Karen llega al edificio donde trabaja Sebastián. En medio de la noche, aparece en el rascacielos con una prueba de ADN en la mano y cientos de preguntas para hacer en voz alta. Sebastián está tan absorto en los archivos que no se da cuenta cuando ella entra en la habitación.

Ella se aclara la garganta para llamar su atención. Cuando sus ojos se encuentran, todo parece cobrar sentido

—¿Me conoces de algún otro lugar?

Sebastián asiente con tristeza.

—Sí, supongo que aún te debo ese desayuno.

Una risa triste escapa de los labios de Karen.

—¿Lo supiste todo este tiempo?

Él asiente con tristeza.

—Desde el momento en que te vi en la casa de tu familia.

Hubo un silencio incómodo entre ambos.

—No entiendo porque no quisiste decir nada. Ahora sonara peor lo que quiero decirte— comento pasando su mano incómodamente por su cabello —Bien, Sebastián Nash, tengo que informarte que estoy embarazada y el bebé es tuyo—suelta Karen sin ninguna premura.

El aire entre ellos se espesaba, cargado de anticipación y preguntas sin respuesta.

—¿Qué? — respondió completamente conmocionado.

Había escuchado rumores antes, pero pensó que eran parte de la mala fama que querían crearle a la familia.

—No sé qué decir——murmura Sebastián, su voz suave como un susurro en la noche.

Ella lo mira fijamente, buscando en sus ojos verdes alguna señal de lo que está pensando. Pero todo lo que encuentra es un profundo abismo de incertidumbre.

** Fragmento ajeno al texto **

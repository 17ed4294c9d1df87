//! Scene Renderer - one scene description, several graphics APIs
//!
//! A compiled binary scene is loaded into API-agnostic objects (camera, meshes,
//! materials, lights, skybox) that delegate all GPU work to the active backend:
//! - **OpenGL / WebGL**: GLSL compiled at runtime, running on wgpu's GL backend
//! - **Vulkan**: precompiled SPIR-V driven directly through ash
//! - **Direct3D12**: precompiled bytecode running on wgpu's DX12 backend
//!
//! All backends coexist in one build and are selected at runtime through
//! [`GraphicsApi`] and the factories in [`backend::factory`].

pub mod backend;
pub mod renderer;
pub mod resources;
pub mod scene;
pub mod window;

pub use backend::factory::{
    MeshBufferFactory, RendererFactory, ShaderCompilerFactory, ShaderProgramFactory,
};
pub use backend::{BackendError, BackendResult, RendererBackend};
pub use renderer::{FrameStats, Renderer};
pub use scene::{Scene, SceneLoader, SceneManager};
pub use window::Window;

use std::fmt;
use std::path::PathBuf;
use std::str::FromStr;

/// Graphics API selection for the renderer
#[derive(Debug, Clone, Copy, PartialEq, Eq, Hash, Default)]
pub enum GraphicsApi {
    /// Desktop OpenGL, runtime-compiled GLSL
    #[default]
    OpenGl,
    /// WebGL 2 limits, runtime-compiled GLSL
    WebGl,
    /// Vulkan via ash, precompiled SPIR-V (native only)
    Vulkan,
    /// Direct3D12, precompiled bytecode
    DirectX12,
}

impl GraphicsApi {
    /// Every supported variant
    pub const ALL: [GraphicsApi; 4] = [
        GraphicsApi::OpenGl,
        GraphicsApi::WebGl,
        GraphicsApi::Vulkan,
        GraphicsApi::DirectX12,
    ];

    /// File extension appended to shader base paths stored in compiled scenes
    pub fn shader_extension(&self) -> &'static str {
        match self {
            GraphicsApi::OpenGl | GraphicsApi::WebGl => ".glsl",
            GraphicsApi::Vulkan => ".spv",
            GraphicsApi::DirectX12 => ".cso",
        }
    }

    /// Whether shaders are compiled from text at runtime rather than loaded as bytecode
    pub fn compiles_source(&self) -> bool {
        matches!(self, GraphicsApi::OpenGl | GraphicsApi::WebGl)
    }
}

impl fmt::Display for GraphicsApi {
    fn fmt(&self, f: &mut fmt::Formatter<'_>) -> fmt::Result {
        let name = match self {
            GraphicsApi::OpenGl => "OpenGL",
            GraphicsApi::WebGl => "WebGL",
            GraphicsApi::Vulkan => "Vulkan",
            GraphicsApi::DirectX12 => "DirectX12",
        };
        f.write_str(name)
    }
}

/// Error returned when parsing an unknown API name
#[derive(Debug, Clone, PartialEq, Eq, thiserror::Error)]
#[error("unknown graphics API '{0}' (expected opengl, webgl, vulkan or directx12)")]
pub struct UnknownGraphicsApi(pub String);

impl FromStr for GraphicsApi {
    type Err = UnknownGraphicsApi;

    fn from_str(s: &str) -> Result<Self, Self::Err> {
        match s.to_ascii_lowercase().as_str() {
            "opengl" | "gl" => Ok(GraphicsApi::OpenGl),
            "webgl" => Ok(GraphicsApi::WebGl),
            "vulkan" | "vk" => Ok(GraphicsApi::Vulkan),
            "directx12" | "d3d12" | "dx12" => Ok(GraphicsApi::DirectX12),
            _ => Err(UnknownGraphicsApi(s.to_string())),
        }
    }
}

/// What the loader does with scene tables that exceed the fixed format capacity
#[derive(Debug, Clone, Copy, PartialEq, Eq, Default)]
pub enum CapacityPolicy {
    /// Clamp counts to the table size and log a warning
    #[default]
    Truncate,
    /// Refuse to load the file
    Reject,
}

/// Configuration for initializing the renderer
#[derive(Debug, Clone)]
pub struct RendererConfig {
    /// Window title
    pub title: String,
    /// Initial window width
    pub width: u32,
    /// Initial window height
    pub height: u32,
    /// Which graphics API to drive
    pub graphics_api: GraphicsApi,
    /// Enable vsync
    pub vsync: bool,
    /// Enable API validation layers where available
    pub validation: bool,
    /// Vertex bytecode for the fixed Vulkan pipeline
    pub vertex_shader_path: PathBuf,
    /// Fragment bytecode for the fixed Vulkan pipeline
    pub fragment_shader_path: PathBuf,
    /// Handling of over-capacity scene tables
    pub capacity_policy: CapacityPolicy,
}

impl Default for RendererConfig {
    fn default() -> Self {
        Self {
            title: "Scene Renderer".to_string(),
            width: 800,
            height: 600,
            graphics_api: GraphicsApi::OpenGl,
            vsync: true,
            validation: false,
            vertex_shader_path: PathBuf::from("shaders/unlit.vxs.spv"),
            fragment_shader_path: PathBuf::from("shaders/unlit.pxs.spv"),
            capacity_policy: CapacityPolicy::Truncate,
        }
    }
}

#[cfg(test)]
mod tests {
    use super::*;
    use rstest::rstest;

    #[rstest]
    #[case::opengl(GraphicsApi::OpenGl, ".glsl")]
    #[case::webgl(GraphicsApi::WebGl, ".glsl")]
    #[case::vulkan(GraphicsApi::Vulkan, ".spv")]
    #[case::directx12(GraphicsApi::DirectX12, ".cso")]
    fn shader_extension_per_api(#[case] api: GraphicsApi, #[case] ext: &str) {
        assert_eq!(api.shader_extension(), ext);
    }

    #[test]
    fn display_round_trips_through_from_str() {
        for api in GraphicsApi::ALL {
            let parsed: GraphicsApi = api.to_string().parse().unwrap();
            assert_eq!(parsed, api);
        }
    }

    #[rstest]
    #[case::short_vulkan("vk", GraphicsApi::Vulkan)]
    #[case::d3d12("D3D12", GraphicsApi::DirectX12)]
    #[case::gl("gl", GraphicsApi::OpenGl)]
    fn aliases_parse(#[case] name: &str, #[case] expected: GraphicsApi) {
        assert_eq!(name.parse::<GraphicsApi>().unwrap(), expected);
    }

    #[test]
    fn unknown_api_is_rejected() {
        let err = "metal".parse::<GraphicsApi>().unwrap_err();
        assert_eq!(err, UnknownGraphicsApi("metal".to_string()));
    }

    #[test]
    fn default_config() {
        let config = RendererConfig::default();
        assert_eq!((config.width, config.height), (800, 600));
        assert_eq!(config.capacity_policy, CapacityPolicy::Truncate);
        assert!(config.vertex_shader_path.ends_with("unlit.vxs.spv"));
    }
}
struct GpuCubemap {
    _texture: wgpu::Texture,
    view: Arc<wgpu::TextureView>,
}

/// Everything that exists once `init` succeeded
struct GpuState {
    surface: wgpu::Surface<'static>,
    surface_config: wgpu::SurfaceConfiguration,
    context: WgpuContext,
    depth_view: wgpu::TextureView,
    sampler: Arc<wgpu::Sampler>,
    fallback_cube: Arc<wgpu::TextureView>,
    fallback_uniforms: HashMap<u64, Arc<wgpu::Buffer>>,
}

impl GpuState {
    fn device(&self) -> &wgpu::Device {
        &self.context.device
    }

    /// Zeroed buffer for uniform bindings a program never uploaded
    fn fallback_uniform(&mut self, size: u64) -> Arc<wgpu::Buffer> {
        let size = size.max(16).next_multiple_of(16);
        let device = &self.context.device;
        self.fallback_uniforms
            .entry(size)
            .or_insert_with(|| {
                Arc::new(device.create_buffer(&wgpu::BufferDescriptor {
                    label: Some("Fallback Uniform Buffer"),
                    size,
                    usage: wgpu::BufferUsages::UNIFORM,
                    mapped_at_creation: false,
                }))
            })
            .clone()
    }
}

enum BoundResource {
    Buffer(Arc<wgpu::Buffer>),
    Texture(Arc<wgpu::TextureView>),
    Sampler(Arc<wgpu::Sampler>),
}

/// Shared state machine of the wgpu-based backends
pub(crate) struct WgpuCore {
    api: GraphicsApi,
    flavor: Flavor,
    vsync: bool,
    state: BackendState,
    instance: Option<wgpu::Instance>,
    gpu: Option<GpuState>,
    pending: Option<PendingRenderPass>,
    program_bound: bool,
    clear_color: wgpu::Color,
    cubemaps: HashMap<u32, GpuCubemap>,
    next_texture: u32,
    started: Instant,
    pub(crate) frame: FrameState,
    pub(crate) depth_compare: CompareFunction,
}
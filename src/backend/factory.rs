//! Runtime selection of concrete backend types
//!
//! Every factory matches on the requested [`GraphicsApi`] and, for device
//! objects, on the [`DeviceContext`] the active backend hands out. A headless
//! context serves every API so all variants can be exercised without a GPU.

use crate::backend::dummy::{HeadlessMeshBuffer, HeadlessShaderCompiler, HeadlessShaderProgram};
#[cfg(not(target_arch = "wasm32"))]
use crate::backend::vulkan::{
    VulkanBackend, VulkanMeshBuffer, VulkanShaderCompiler, VulkanShaderProgram,
};
use crate::backend::wgpu_backend::{
    BytecodeShaderCompiler, D3D12Backend, GlslShaderCompiler, OpenGlBackend, WgpuMeshBuffer,
    WgpuShaderProgram,
};
use crate::backend::{
    BackendError, BackendResult, DeviceContext, MeshBuffer, RendererBackend, ShaderCompiler,
    ShaderProgram,
};
use crate::{GraphicsApi, RendererConfig};

fn unsupported(api: GraphicsApi, context: &DeviceContext) -> BackendError {
    BackendError::UnsupportedApi {
        api,
        context: context.name(),
    }
}

/// Creates the backend for an API. No GPU work happens until `init_window_context`.
pub struct RendererFactory;

impl RendererFactory {
    pub fn create(
        api: GraphicsApi,
        config: &RendererConfig,
    ) -> BackendResult<Box<dyn RendererBackend>> {
        log::info!("Creating {api} renderer backend");
        match api {
            GraphicsApi::OpenGl | GraphicsApi::WebGl => {
                Ok(Box::new(OpenGlBackend::new(api, config.vsync)))
            }
            #[cfg(not(target_arch = "wasm32"))]
            GraphicsApi::Vulkan => Ok(Box::new(VulkanBackend::new(config.clone()))),
            #[cfg(target_arch = "wasm32")]
            GraphicsApi::Vulkan => Err(BackendError::UnsupportedApi {
                api,
                context: "wasm32",
            }),
            GraphicsApi::DirectX12 => Ok(Box::new(D3D12Backend::new(config.vsync))),
        }
    }
}

/// Creates the shader compiler matching an API
pub struct ShaderCompilerFactory;

impl ShaderCompilerFactory {
    pub fn create(
        api: GraphicsApi,
        context: &DeviceContext,
    ) -> BackendResult<Box<dyn ShaderCompiler>> {
        match (api, context) {
            (_, DeviceContext::Uninitialized) => Err(BackendError::NotInitialized),
            (_, DeviceContext::Headless(ctx)) => {
                Ok(Box::new(HeadlessShaderCompiler::new(api, ctx.clone())))
            }
            #[cfg(not(target_arch = "wasm32"))]
            (GraphicsApi::Vulkan, DeviceContext::Vulkan(ctx)) => {
                Ok(Box::new(VulkanShaderCompiler::new(ctx.clone())))
            }
            (GraphicsApi::OpenGl | GraphicsApi::WebGl, DeviceContext::Wgpu(ctx)) => {
                Ok(Box::new(GlslShaderCompiler::new(ctx.clone())))
            }
            (GraphicsApi::DirectX12, DeviceContext::Wgpu(ctx)) => {
                Ok(Box::new(BytecodeShaderCompiler::new(ctx.clone())))
            }
            _ => Err(unsupported(api, context)),
        }
    }
}

/// Creates the shader program matching an API
pub struct ShaderProgramFactory;

impl ShaderProgramFactory {
    pub fn create(
        api: GraphicsApi,
        context: &DeviceContext,
    ) -> BackendResult<Box<dyn ShaderProgram>> {
        match (api, context) {
            (_, DeviceContext::Uninitialized) => Err(BackendError::NotInitialized),
            (_, DeviceContext::Headless(ctx)) => Ok(Box::new(HeadlessShaderProgram::new(ctx.clone()))),
            #[cfg(not(target_arch = "wasm32"))]
            (GraphicsApi::Vulkan, DeviceContext::Vulkan(ctx)) => {
                Ok(Box::new(VulkanShaderProgram::new(ctx.clone())?))
            }
            (
                GraphicsApi::OpenGl | GraphicsApi::WebGl | GraphicsApi::DirectX12,
                DeviceContext::Wgpu(ctx),
            ) => Ok(Box::new(WgpuShaderProgram::new(ctx.clone()))),
            _ => Err(unsupported(api, context)),
        }
    }
}

/// Creates the mesh buffer matching an API
pub struct MeshBufferFactory;

impl MeshBufferFactory {
    pub fn create(api: GraphicsApi, context: &DeviceContext) -> BackendResult<Box<dyn MeshBuffer>> {
        match (api, context) {
            (_, DeviceContext::Uninitialized) => Err(BackendError::NotInitialized),
            (_, DeviceContext::Headless(ctx)) => Ok(Box::new(HeadlessMeshBuffer::new(ctx.clone()))),
            #[cfg(not(target_arch = "wasm32"))]
            (GraphicsApi::Vulkan, DeviceContext::Vulkan(ctx)) => {
                Ok(Box::new(VulkanMeshBuffer::new(ctx.clone())))
            }
            (
                GraphicsApi::OpenGl | GraphicsApi::WebGl | GraphicsApi::DirectX12,
                DeviceContext::Wgpu(ctx),
            ) => Ok(Box::new(WgpuMeshBuffer::new(ctx.clone()))),
            _ => Err(unsupported(api, context)),
        }
    }
}

#[cfg(test)]
mod tests {
    use super::*;
    use crate::backend::dummy::HeadlessContext;
    use rstest::rstest;

    #[rstest]
    #[case::opengl(GraphicsApi::OpenGl)]
    #[case::webgl(GraphicsApi::WebGl)]
    #[case::vulkan(GraphicsApi::Vulkan)]
    #[case::directx12(GraphicsApi::DirectX12)]
    fn headless_context_serves_every_api(#[case] api: GraphicsApi) {
        let ctx = DeviceContext::Headless(HeadlessContext::new(api));
        assert!(ShaderCompilerFactory::create(api, &ctx).is_ok());
        assert!(ShaderProgramFactory::create(api, &ctx).is_ok());
        assert!(MeshBufferFactory::create(api, &ctx).is_ok());
    }

    #[rstest]
    #[case::opengl(GraphicsApi::OpenGl)]
    #[case::webgl(GraphicsApi::WebGl)]
    #[case::vulkan(GraphicsApi::Vulkan)]
    #[case::directx12(GraphicsApi::DirectX12)]
    fn renderer_factory_keeps_requested_api(#[case] api: GraphicsApi) {
        let backend = RendererFactory::create(api, &RendererConfig::default()).unwrap();
        assert_eq!(backend.graphics_api(), api);
        assert_eq!(backend.state(), crate::backend::BackendState::Uninitialized);
    }

    #[test]
    fn uninitialized_context_creates_nothing() {
        let ctx = DeviceContext::Uninitialized;
        assert!(matches!(
            MeshBufferFactory::create(GraphicsApi::Vulkan, &ctx),
            Err(BackendError::NotInitialized)
        ));
        assert!(matches!(
            ShaderCompilerFactory::create(GraphicsApi::OpenGl, &ctx),
            Err(BackendError::NotInitialized)
        ));
    }
}
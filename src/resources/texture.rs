//! Texture loading

use crate::backend::{BackendError, BackendResult};
use image::{DynamicImage, GenericImageView};
use std::path::{Path, PathBuf};

/// Number of faces in a cubemap, ordered +X, -X, +Y, -Y, +Z, -Z
pub const CUBEMAP_FACES: usize = 6;

/// Decoded RGBA8 image
pub struct TextureData {
    pub width: u32,
    pub height: u32,
    pub data: Vec<u8>,
    pub name: String,
}

impl TextureData {
    /// Load texture from file
    pub fn from_file<P: AsRef<Path>>(path: P) -> BackendResult<Self> {
        let path = path.as_ref();
        let name = path
            .file_name()
            .and_then(|n| n.to_str())
            .unwrap_or("unknown")
            .to_string();

        let img = image::open(path).map_err(|e| {
            BackendError::TextureCreationFailed(format!("{}: {}", path.display(), e))
        })?;
        Ok(Self::from_image(img, &name))
    }

    fn from_image(img: DynamicImage, name: &str) -> Self {
        let (width, height) = img.dimensions();
        Self {
            width,
            height,
            data: img.to_rgba8().into_raw(),
            name: name.to_string(),
        }
    }
}

/// Six square faces of equal size, ready for upload into one cubemap texture
pub struct CubemapData {
    pub size: u32,
    pub faces: Vec<TextureData>,
}

impl CubemapData {
    /// Decode all six faces; any missing, unreadable or mismatched face fails the whole cubemap
    pub fn load(paths: &[PathBuf]) -> BackendResult<Self> {
        if paths.len() != CUBEMAP_FACES {
            return Err(BackendError::TextureCreationFailed(format!(
                "cubemap needs {} faces, got {}",
                CUBEMAP_FACES,
                paths.len()
            )));
        }

        let faces = paths
            .iter()
            .map(TextureData::from_file)
            .collect::<BackendResult<Vec<_>>>()?;

        let size = faces[0].width;
        for face in &faces {
            if face.width != size || face.height != size {
                return Err(BackendError::TextureCreationFailed(format!(
                    "cubemap face {} is {}x{}, expected {}x{}",
                    face.name, face.width, face.height, size, size
                )));
            }
        }

        Ok(Self { size, faces })
    }

    /// Bytes of a single RGBA8 face
    pub fn face_bytes(&self) -> usize {
        (self.size * self.size * 4) as usize
    }

    /// All faces packed back to back, in layer order
    pub fn packed(&self) -> Vec<u8> {
        let mut out = Vec::with_capacity(self.face_bytes() * CUBEMAP_FACES);
        for face in &self.faces {
            out.extend_from_slice(&face.data);
        }
        out
    }
}

#[cfg(test)]
mod tests {
    use super::*;

    fn write_faces(dir: &Path, size: u32) -> Vec<PathBuf> {
        (0..CUBEMAP_FACES)
            .map(|i| {
                let path = dir.join(format!("face{i}.png"));
                image::RgbaImage::from_pixel(size, size, image::Rgba([i as u8, 0, 0, 255]))
                    .save(&path)
                    .unwrap();
                path
            })
            .collect()
    }

    #[test]
    fn loads_six_faces() {
        let dir = tempfile::tempdir().unwrap();
        let paths = write_faces(dir.path(), 4);
        let cubemap = CubemapData::load(&paths).unwrap();
        assert_eq!(cubemap.size, 4);
        assert_eq!(cubemap.packed().len(), 4 * 4 * 4 * 6);
        // Layer order is preserved
        assert_eq!(cubemap.packed()[cubemap.face_bytes() * 5], 5);
    }

    #[test]
    fn missing_face_fails() {
        let dir = tempfile::tempdir().unwrap();
        let mut paths = write_faces(dir.path(), 4);
        paths[3] = dir.path().join("missing.png");
        assert!(CubemapData::load(&paths).is_err());
    }

    #[test]
    fn mismatched_face_size_fails() {
        let dir = tempfile::tempdir().unwrap();
        let mut paths = write_faces(dir.path(), 4);
        let odd = dir.path().join("odd.png");
        image::RgbaImage::new(8, 8).save(&odd).unwrap();
        paths[0] = odd;
        assert!(CubemapData::load(&paths).is_err());
    }

    #[test]
    fn wrong_face_count_fails() {
        let dir = tempfile::tempdir().unwrap();
        let paths = write_faces(dir.path(), 2);
        assert!(CubemapData::load(&paths[..5]).is_err());
    }
}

—Lo entiendo —responde ella con calma, aunque su corazón late con fuerza en su pecho—. No esperaba que fuera fácil de asimilar, tampoco pensé que querías saltar a la paternidad, pero pensé que era justo que lo supieras.

Sebastián se detiene frente a ella, a centímetros de distancia. Puede sentir su calor, su presencia abrumadora que parece envolverla por completo. Por un instante, el mundo exterior desaparece, dejando solo el eco de sus respiraciones entrecortadas.

—Karen, yo... —comienza Sebastián, pero sus palabras se desvanecen en el aire, perdidas en el vacío entre ellos.

Ella levanta una mano temblorosa para tocar su rostro, sintiendo la suavidad de su piel bajo sus dedos. Hay algo magnético en su contacto, algo que la hace desear más, aunque sabe que no puede permitírselo.

—No estoy tratando de… Oye no importa lo que pase —dice ella con determinación, buscando fuerzas en su interior— Haré lo que sea necesario para proteger a mi hijo.

Sebastián la mira con una mezcla de sorpresa y admiración, como si fuera la primera vez que la ve realmente. Por un momento, el tiempo parece detenerse, suspendido en el espacio entre ellos.

—Karen, yo... —comienza de nuevo, pero esta vez sus palabras están cargadas de una intensidad que la deja sin aliento— Haré lo que sea necesario para estar a tu lado, para cuidarte a ti y a nuestro hijo.

—¿Qué estás diciéndome?

—Quiero que nos casemos.

Ella lo mira con asombro, incapaz de procesar lo que acaba de escuchar. Pero en ese momento, en medio de la oscuridad y la incertidumbre, algo se enciende dentro de ella. Algo que sabe que cambiará sus vidas para siempre.